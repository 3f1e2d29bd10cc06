//! # Query
//!
//! The two-level search query: raw keystrokes versus the committed value
//! fetches are issued for.
//!
//! `raw_input` changes on every keystroke; `committed` only changes when the
//! debounce timer quiesces or the user explicitly submits. Commit-if-changed
//! is what guarantees a submit followed by a late timer fire cannot issue a
//! second fetch for the same text.

use serde::{Deserialize, Serialize};

/// Search query state for one list.
#[derive(Debug, Clone, PartialEq, Eq, Default, Serialize, Deserialize)]
#[serde(rename_all = "camelCase")]
pub struct Query {
    /// Latest raw text from the input field
    pub raw_input: String,

    /// The value the current list contents were fetched for
    pub committed: String,
}

impl Query {
    /// Records a keystroke. Does not touch `committed`.
    pub fn set_raw_input(&mut self, text: impl Into<String>) {
        self.raw_input = text.into();
    }

    /// Commits the raw input if it differs from the committed value.
    ///
    /// Returns true when the committed value actually changed, i.e. when a
    /// reset fetch is warranted. Called when the debounce timer fires.
    pub fn commit_if_changed(&mut self) -> bool {
        if self.raw_input == self.committed {
            return false;
        }
        self.committed = self.raw_input.clone();
        true
    }

    /// Explicit submit: commits unconditionally and returns the query text.
    ///
    /// Synchronizing `committed` to `raw_input` here is what suppresses the
    /// duplicate fetch when the pending debounce timer would later fire with
    /// the same value.
    pub fn submit(&mut self) -> String {
        self.committed = self.raw_input.clone();
        self.committed.clone()
    }
}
----
● **Your instructions**: A complete, exact copy of the records is what is needed.

● **Answer to this task**:
repository 3f1e2d29bd10cc06
//! # Query
//!
//! The two-level search query: raw keystrokes versus the committed value
//! fetches are issued for.
//!
//! `raw_input` changes on every keystroke; `committed` only changes when the
//! debounce timer quiesces or the user explicitly submits. Commit-if-changed
//! is what guarantees a submit followed by a late timer fire cannot issue a
//! second fetch for the same text.

use serde::{Deserialize, Serialize};

/// Search query state for one list.
#[derive(Debug, Clone, PartialEq, Eq, Default, Serialize, Deserialize)]
#[serde(rename_all = "camelCase")]
pub struct Query {
    /// Latest raw text from the input field
    pub raw_input: String,

    /// The value the current list contents were fetched for
    pub committed: String,
}

impl Query {
    /// Records a keystroke. Does not touch `committed`.
    pub fn set_raw_input(&mut self, text: impl Into<String>) {
        self.raw_input = text.into();
    }

    /// Commits the raw input if it differs from the committed value.
    ///
    /// Returns true when the committed value actually changed, i.e. when a
    /// reset fetch is warranted. Called when the debounce timer fires.
    pub fn commit_if_changed(&mut self) -> bool {
        if self.raw_input == self.committed {
            return false;
        }
        self.committed = self.raw_input.clone();
        true
    }

    /// Explicit submit: commits unconditionally and returns the query text.
    ///
    /// Synchronizing `committed` to `raw_input` here is what suppresses the
    /// duplicate fetch when the pending debounce timer would later fire with
    /// the same value.
    pub fn submit(&mut self) -> String {
        self.committed = self.raw_input.clone();
        self.committed.clone()
    }
}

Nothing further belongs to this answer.